** Entries supplied **
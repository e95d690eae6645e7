#![no_main]

use countkit::ds::CountBuckets;
use libfuzzer_sys::fuzz_target;

// Fuzz arbitrary operation sequences on CountBuckets
//
// Random increment, decrement, query, batch and clear sequences; the full
// structural check runs after every step.
fuzz_target!(|data: &[u8]| {
    let mut store: CountBuckets<u8> = CountBuckets::new();

    for pair in data.chunks_exact(2) {
        let op = pair[0] % 8;
        let key = pair[1] % 32;

        match op {
            0 | 1 | 2 => {
                let before = store.count(&key).unwrap_or(0);
                let after = store.increment(key);
                assert_eq!(after, before.saturating_add(1));
            }
            3 | 4 => {
                let before = store.count(&key);
                let after = store.decrement(&key);
                assert_eq!(after, before.map(|c| c - 1));
                if after == Some(0) {
                    assert!(!store.contains(&key));
                }
            }
            5 => {
                if let Some((key, count)) = store.peek_max() {
                    assert_eq!(store.count(key), Some(count));
                    assert_eq!(store.max_count(), Some(count));
                }
                if let Some((key, count)) = store.peek_min() {
                    assert_eq!(store.count(key), Some(count));
                    assert_eq!(store.min_count(), Some(count));
                }
            }
            6 => {
                let keys = [key, key.wrapping_add(1) % 32, key];
                if pair[0] & 0x80 == 0 {
                    store.increment_batch(keys);
                } else {
                    store.decrement_batch(keys);
                }
            }
            7 => {
                if pair[1] == 0 {
                    store.clear();
                    assert!(store.is_empty());
                    assert_eq!(store.max_key(), None);
                }
            }
            _ => unreachable!(),
        }

        if let Err(err) = store.check_invariants() {
            panic!("{err}");
        }
        assert_eq!(store.iter().count(), store.len());
    }
});
pub use crate::builder::{Counter, CounterBuilder, CounterKind};
pub use crate::counter::{OrderedCounter, ScanCounter};
pub use crate::ds::{CountBuckets, DEFAULT_BUCKET_PREALLOC};
pub use crate::error::InvariantError;
#[cfg(feature = "metrics")]
pub use crate::metrics::snapshot::CounterMetricsSnapshot;
#[cfg(feature = "metrics")]
pub use crate::metrics::traits::MetricsSnapshotProvider;
pub use crate::traits::{CountedKeys, StrCountedKeys};
//! # Scanning Counter
//!
//! The simplest store that honours [`CountedKeys`]: one hash map from key to
//! count. Updates are O(1); `max_key`/`min_key` walk every live key.
//!
//! ```text
//!   counts: FxHashMap<K, u64>
//!   ┌───────┬───────┐
//!   │  "a"  │   1   │ ◄─┐
//!   │  "b"  │   2   │ ◄─┼── max_key()/min_key() visit every row
//!   │  "c"  │   3   │ ◄─┘
//!   └───────┴───────┘
//! ```
//!
//! Useful as a behavioural reference in tests and as the baseline the bucket
//! list is benchmarked against. With the `metrics` feature every visited key
//! bumps `scan_steps`.
//!
//! ## Example
//!
//! ```
//! use countkit::counter::ScanCounter;
//! use countkit::traits::CountedKeys;
//!
//! let mut counter = ScanCounter::new();
//! counter.increment("a");
//! counter.increment("b");
//! counter.increment("b");
//!
//! assert_eq!(counter.max_key(), Some(&"b"));
//! assert_eq!(counter.min_key(), Some(&"a"));
//! ```

use std::hash::Hash;

use rustc_hash::FxHashMap;

#[cfg(feature = "metrics")]
use crate::metrics::metrics_impl::CounterMetrics;
#[cfg(feature = "metrics")]
use crate::metrics::snapshot::CounterMetricsSnapshot;
#[cfg(feature = "metrics")]
use crate::metrics::traits::{
    CounterMetricsReadRecorder, CounterMetricsRecorder, MetricsSnapshotProvider,
};
use crate::traits::CountedKeys;

/// Hash-map counter with linear-scan extremal queries.
#[derive(Debug)]
pub struct ScanCounter<K> {
    counts: FxHashMap<K, u64>,
    #[cfg(feature = "metrics")]
    metrics: CounterMetrics,
}

impl<K> ScanCounter<K>
where
    K: Eq + Hash,
{
    pub fn new() -> Self {
        Self::with_capacity(0)
    }

    pub fn with_capacity(capacity: usize) -> Self {
        Self {
            counts: FxHashMap::with_capacity_and_hasher(capacity, Default::default()),
            #[cfg(feature = "metrics")]
            metrics: CounterMetrics::default(),
        }
    }

    /// Returns the first key the scan meets whose count beats every earlier
    /// one under `better`.
    fn scan(&self, better: impl Fn(u64, u64) -> bool) -> Option<&K> {
        let mut best: Option<(&K, u64)> = None;
        for (key, &count) in &self.counts {
            #[cfg(feature = "metrics")]
            (&self.metrics).record_scan_step();
            if best.is_none_or(|(_, best_count)| better(count, best_count)) {
                best = Some((key, count));
            }
        }
        best.map(|(key, _)| key)
    }
}

#[cfg(feature = "metrics")]
impl<K> ScanCounter<K>
where
    K: Eq + Hash,
{
    pub fn metrics_snapshot(&self) -> CounterMetricsSnapshot {
        let distinct: rustc_hash::FxHashSet<u64> = self.counts.values().copied().collect();
        CounterMetricsSnapshot::capture(&self.metrics, self.counts.len(), distinct.len())
    }

    pub fn reset_metrics(&mut self) {
        self.metrics.reset();
    }
}

#[cfg(feature = "metrics")]
impl<K> MetricsSnapshotProvider<CounterMetricsSnapshot> for ScanCounter<K>
where
    K: Eq + Hash,
{
    fn snapshot(&self) -> CounterMetricsSnapshot {
        self.metrics_snapshot()
    }
}

impl<K> Default for ScanCounter<K>
where
    K: Eq + Hash,
{
    fn default() -> Self {
        Self::new()
    }
}

impl<K> CountedKeys<K> for ScanCounter<K>
where
    K: Eq + Hash,
{
    fn increment(&mut self, key: K) -> u64 {
        let count = self.counts.entry(key).or_insert(0);
        #[cfg(feature = "metrics")]
        match *count {
            0 => self.metrics.record_increment_new(),
            u64::MAX => self.metrics.record_increment_saturated(),
            _ => self.metrics.record_increment_existing(),
        }
        *count = count.saturating_add(1);
        *count
    }

    fn decrement(&mut self, key: &K) -> Option<u64> {
        let Some(count) = self.counts.get_mut(key) else {
            #[cfg(feature = "metrics")]
            self.metrics.record_decrement_missing();
            return None;
        };
        *count -= 1;
        let remaining = *count;
        if remaining == 0 {
            self.counts.remove(key);
            #[cfg(feature = "metrics")]
            self.metrics.record_decrement_removed();
        } else {
            #[cfg(feature = "metrics")]
            self.metrics.record_decrement_existing();
        }
        Some(remaining)
    }

    fn max_key(&self) -> Option<&K> {
        #[cfg(feature = "metrics")]
        (&self.metrics).record_max_key_call();
        self.scan(|count, best| count > best)
    }

    fn min_key(&self) -> Option<&K> {
        #[cfg(feature = "metrics")]
        (&self.metrics).record_min_key_call();
        self.scan(|count, best| count < best)
    }

    fn count(&self, key: &K) -> Option<u64> {
        self.counts.get(key).copied()
    }

    fn len(&self) -> usize {
        self.counts.len()
    }

    fn clear(&mut self) {
        #[cfg(feature = "metrics")]
        self.metrics.record_clear();
        self.counts.clear();
    }

    fn max_count(&self) -> Option<u64> {
        self.counts.values().copied().max()
    }

    fn min_count(&self) -> Option<u64> {
        self.counts.values().copied().min()
    }
}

** Exercise instructions **
Search the records for the word "data" and return every line that holds it.

** Response area **
fuzz_target!(|data: &[u8]| {
    for pair in data.chunks_exact(2) {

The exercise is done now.